**Exercise objective:** Transcribe each record as written.

**Records:**
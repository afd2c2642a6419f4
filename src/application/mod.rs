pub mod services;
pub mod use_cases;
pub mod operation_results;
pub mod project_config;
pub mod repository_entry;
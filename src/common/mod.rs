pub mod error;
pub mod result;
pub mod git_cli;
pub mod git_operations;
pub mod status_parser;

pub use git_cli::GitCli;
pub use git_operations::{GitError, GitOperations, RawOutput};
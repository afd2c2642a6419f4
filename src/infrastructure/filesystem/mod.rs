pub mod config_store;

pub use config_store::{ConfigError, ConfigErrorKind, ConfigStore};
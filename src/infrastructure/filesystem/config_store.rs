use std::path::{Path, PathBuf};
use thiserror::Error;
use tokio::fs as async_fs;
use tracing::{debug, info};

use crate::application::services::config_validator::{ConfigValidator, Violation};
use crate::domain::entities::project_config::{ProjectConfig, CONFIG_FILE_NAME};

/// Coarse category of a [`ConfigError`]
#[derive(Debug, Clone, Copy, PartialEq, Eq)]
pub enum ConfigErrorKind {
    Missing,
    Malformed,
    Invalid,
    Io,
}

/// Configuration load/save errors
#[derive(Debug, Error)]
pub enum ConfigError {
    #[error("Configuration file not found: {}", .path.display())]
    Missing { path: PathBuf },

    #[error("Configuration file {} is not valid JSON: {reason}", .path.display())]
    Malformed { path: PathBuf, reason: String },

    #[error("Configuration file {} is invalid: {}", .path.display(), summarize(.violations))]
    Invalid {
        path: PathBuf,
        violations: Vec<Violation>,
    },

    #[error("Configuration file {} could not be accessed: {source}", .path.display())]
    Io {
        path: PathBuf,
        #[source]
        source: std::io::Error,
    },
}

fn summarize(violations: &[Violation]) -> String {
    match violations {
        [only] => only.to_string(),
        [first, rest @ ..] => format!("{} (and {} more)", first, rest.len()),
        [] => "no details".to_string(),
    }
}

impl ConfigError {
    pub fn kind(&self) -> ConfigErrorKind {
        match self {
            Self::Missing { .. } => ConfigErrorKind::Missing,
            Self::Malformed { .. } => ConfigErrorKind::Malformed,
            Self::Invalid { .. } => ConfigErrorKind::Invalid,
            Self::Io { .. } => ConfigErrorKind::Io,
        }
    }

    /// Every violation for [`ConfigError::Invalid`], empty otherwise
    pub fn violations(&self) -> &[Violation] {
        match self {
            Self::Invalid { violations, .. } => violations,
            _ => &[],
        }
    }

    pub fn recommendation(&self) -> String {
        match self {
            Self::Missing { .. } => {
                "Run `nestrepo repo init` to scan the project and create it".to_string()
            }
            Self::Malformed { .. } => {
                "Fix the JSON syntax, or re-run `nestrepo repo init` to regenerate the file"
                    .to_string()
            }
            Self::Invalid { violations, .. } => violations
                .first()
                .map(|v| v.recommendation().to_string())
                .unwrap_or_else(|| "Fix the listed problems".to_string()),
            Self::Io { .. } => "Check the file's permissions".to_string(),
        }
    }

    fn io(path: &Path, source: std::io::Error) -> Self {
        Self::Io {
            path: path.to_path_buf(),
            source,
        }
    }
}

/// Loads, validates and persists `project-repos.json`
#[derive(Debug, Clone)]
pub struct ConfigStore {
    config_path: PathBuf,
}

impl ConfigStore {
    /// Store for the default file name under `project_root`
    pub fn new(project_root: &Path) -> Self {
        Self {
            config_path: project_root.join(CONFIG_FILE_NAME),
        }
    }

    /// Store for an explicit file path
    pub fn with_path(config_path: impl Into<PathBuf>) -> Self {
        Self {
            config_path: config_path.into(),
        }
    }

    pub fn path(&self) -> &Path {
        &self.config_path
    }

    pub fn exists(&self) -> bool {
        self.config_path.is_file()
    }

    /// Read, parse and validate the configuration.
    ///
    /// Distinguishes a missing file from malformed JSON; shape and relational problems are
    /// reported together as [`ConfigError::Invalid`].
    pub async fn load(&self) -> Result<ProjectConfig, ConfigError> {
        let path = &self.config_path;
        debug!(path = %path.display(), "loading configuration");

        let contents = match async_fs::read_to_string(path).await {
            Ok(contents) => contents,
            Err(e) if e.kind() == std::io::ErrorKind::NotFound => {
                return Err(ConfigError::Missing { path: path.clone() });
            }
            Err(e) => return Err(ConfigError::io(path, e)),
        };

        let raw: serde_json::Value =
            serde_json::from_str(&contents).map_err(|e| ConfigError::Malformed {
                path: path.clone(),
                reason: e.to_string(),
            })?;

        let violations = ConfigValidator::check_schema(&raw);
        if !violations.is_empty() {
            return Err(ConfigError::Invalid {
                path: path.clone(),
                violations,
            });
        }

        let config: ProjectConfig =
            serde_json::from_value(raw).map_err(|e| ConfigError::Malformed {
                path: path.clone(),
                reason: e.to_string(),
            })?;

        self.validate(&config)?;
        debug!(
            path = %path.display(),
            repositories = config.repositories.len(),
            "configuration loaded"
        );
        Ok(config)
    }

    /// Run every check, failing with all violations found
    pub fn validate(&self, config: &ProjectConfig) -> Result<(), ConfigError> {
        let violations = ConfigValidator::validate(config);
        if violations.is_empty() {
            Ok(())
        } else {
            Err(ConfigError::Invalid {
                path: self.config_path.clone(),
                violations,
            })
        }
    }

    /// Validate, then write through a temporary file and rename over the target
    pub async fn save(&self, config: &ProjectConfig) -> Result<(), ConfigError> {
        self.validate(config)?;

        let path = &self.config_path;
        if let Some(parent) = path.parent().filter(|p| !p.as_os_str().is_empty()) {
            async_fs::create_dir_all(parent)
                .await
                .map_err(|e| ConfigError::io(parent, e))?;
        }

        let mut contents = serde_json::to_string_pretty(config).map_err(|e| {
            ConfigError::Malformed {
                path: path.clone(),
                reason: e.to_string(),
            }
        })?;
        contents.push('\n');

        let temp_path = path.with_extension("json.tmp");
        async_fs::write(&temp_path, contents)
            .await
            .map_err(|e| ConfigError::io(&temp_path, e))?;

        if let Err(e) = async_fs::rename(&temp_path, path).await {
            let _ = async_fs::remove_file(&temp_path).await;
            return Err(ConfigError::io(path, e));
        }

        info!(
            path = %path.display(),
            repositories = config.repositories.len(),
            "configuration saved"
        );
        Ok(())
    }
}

**Solution to this problem:**
repository afd2c2642a6419f4
filename src/application/mod.rs
pub mod services;
pub mod use_cases;
pub mod operation_results;
pub mod project_config;
pub mod repository_entry;
filename src/common/mod.rs
pub mod error;
pub mod result;
pub mod git_cli;
pub mod git_operations;
pub mod status_parser;

pub use git_cli::GitCli;
pub use git_operations::{GitError, GitOperations, RawOutput};
repository afd2c2642a6419f4
filename src/infrastructure/filesystem/mod.rs
pub mod config_store;

pub use config_store::{ConfigError, ConfigErrorKind, ConfigStore};
filename src/infrastructure/filesystem/config_store.rs
use std::path::{Path, PathBuf};
use thiserror::Error;
use tokio::fs as async_fs;
use tracing::{debug, info};

use crate::application::services::config_validator::{ConfigValidator, Violation};
use crate::domain::entities::project_config::{ProjectConfig, CONFIG_FILE_NAME};

/// Coarse category of a [`ConfigError`]
#[derive(Debug, Clone, Copy, PartialEq, Eq)]
pub enum ConfigErrorKind {
    Missing,
    Malformed,
    Invalid,
    Io,
}

/// Configuration load/save errors
#[derive(Debug, Error)]
pub enum ConfigError {
    #[error("Configuration file not found: {}", .path.display())]
    Missing { path: PathBuf },

    #[error("Configuration file {} is not valid JSON: {reason}", .path.display())]
    Malformed { path: PathBuf, reason: String },

    #[error("Configuration file {} is invalid: {}", .path.display(), summarize(.violations))]
    Invalid {
        path: PathBuf,
        violations: Vec<Violation>,
    },

    #[error("Configuration file {} could not be accessed: {source}", .path.display())]
    Io {
        path: PathBuf,
        #[source]
        source: std::io::Error,
    },
}

fn summarize(violations: &[Violation]) -> String {
    match violations {
        [only] => only.to_string(),
        [first, rest @ ..] => format!("{} (and {} more)", first, rest.len()),
        [] => "no details".to_string(),
    }
}

impl ConfigError {
    pub fn kind(&self) -> ConfigErrorKind {
        match self {
            Self::Missing { .. } => ConfigErrorKind::Missing,
            Self::Malformed { .. } => ConfigErrorKind::Malformed,
            Self::Invalid { .. } => ConfigErrorKind::Invalid,
            Self::Io { .. } => ConfigErrorKind::Io,
        }
    }

    /// Every violation for [`ConfigError::Invalid`], empty otherwise
    pub fn violations(&self) -> &[Violation] {
        match self {
            Self::Invalid { violations, .. } => violations,
            _ => &[],
        }
    }

    pub fn recommendation(&self) -> String {
        match self {
            Self::Missing { .. } => {
                "Run `nestrepo repo init` to scan the project and create it".to_string()
            }
            Self::Malformed { .. } => {
                "Fix the JSON syntax, or re-run `nestrepo repo init` to regenerate the file"
                    .to_string()
            }
            Self::Invalid { violations, .. } => violations
                .first()
                .map(|v| v.recommendation().to_string())
                .unwrap_or_else(|| "Fix the listed problems".to_string()),
            Self::Io { .. } => "Check the file's permissions".to_string(),
        }
    }

    fn io(path: &Path, source: std::io::Error) -> Self {
        Self::Io {
            path: path.to_path_buf(),
            source,
        }
    }
}

/// Loads, validates and persists `project-repos.json`
#[derive(Debug, Clone)]
pub struct ConfigStore {
    config_path: PathBuf,
}

impl ConfigStore {
    /// Store for the default file name under `project_root`
    pub fn new(project_root: &Path) -> Self {
        Self {
            config_path: project_root.join(CONFIG_FILE_NAME),
        }
    }

    /// Store for an explicit file path
    pub fn with_path(config_path: impl Into<PathBuf>) -> Self {
        Self {
            config_path: config_path.into(),
        }
    }

    pub fn path(&self) -> &Path {
        &self.config_path
    }

    pub fn exists(&self) -> bool {
        self.config_path.is_file()
    }

    /// Read, parse and validate the configuration.
    ///
    /// Distinguishes a missing file from malformed JSON; shape and relational problems are
    /// reported together as [`ConfigError::Invalid`].
    pub async fn load(&self) -> Result<ProjectConfig, ConfigError> {
        let path = &self.config_path;
        debug!(path = %path.display(), "loading configuration");

        let contents = match async_fs::read_to_string(path).await {
            Ok(contents) => contents,
            Err(e) if e.kind() == std::io::ErrorKind::NotFound => {
                return Err(ConfigError::Missing { path: path.clone() });
            }
            Err(e) => return Err(ConfigError::io(path, e)),
        };

        let raw: serde_json::Value =
            serde_json::from_str(&contents).map_err(|e| ConfigError::Malformed {
                path: path.clone(),
                reason: e.to_string(),
            })?;

        let violations = ConfigValidator::check_schema(&raw);
        if !violations.is_empty() {
            return Err(ConfigError::Invalid {
                path: path.clone(),
                violations,
            });
        }

        let config: ProjectConfig =
            serde_json::from_value(raw).map_err(|e| ConfigError::Malformed {
                path: path.clone(),
                reason: e.to_string(),
            })?;

        self.validate(&config)?;
        debug!(
            path = %path.display(),
            repositories = config.repositories.len(),
            "configuration loaded"
        );
        Ok(config)
    }

    /// Run every check, failing with all violations found
    pub fn validate(&self, config: &ProjectConfig) -> Result<(), ConfigError> {
        let violations = ConfigValidator::validate(config);
        if violations.is_empty() {
            Ok(())
        } else {
            Err(ConfigError::Invalid {
                path: self.config_path.clone(),
                violations,
            })
        }
    }

    /// Validate, then write through a temporary file and rename over the target
    pub async fn save(&self, config: &ProjectConfig) -> Result<(), ConfigError> {
        self.validate(config)?;

        let path = &self.config_path;
        if let Some(parent) = path.parent().filter(|p| !p.as_os_str().is_empty()) {
            async_fs::create_dir_all(parent)
                .await
                .map_err(|e| ConfigError::io(parent, e))?;
        }

        let mut contents = serde_json::to_string_pretty(config).map_err(|e| {
            ConfigError::Malformed {
                path: path.clone(),
                reason: e.to_string(),
            }
        })?;
        contents.push('\n');

        let temp_path = path.with_extension("json.tmp");
        async_fs::write(&temp_path, contents)
            .await
            .map_err(|e| ConfigError::io(&temp_path, e))?;

        if let Err(e) = async_fs::rename(&temp_path, path).await {
            let _ = async_fs::remove_file(&temp_path).await;
            return Err(ConfigError::io(path, e));
        }

        info!(
            path = %path.display(),
            repositories = config.repositories.len(),
            "configuration saved"
        );
        Ok(())
    }
}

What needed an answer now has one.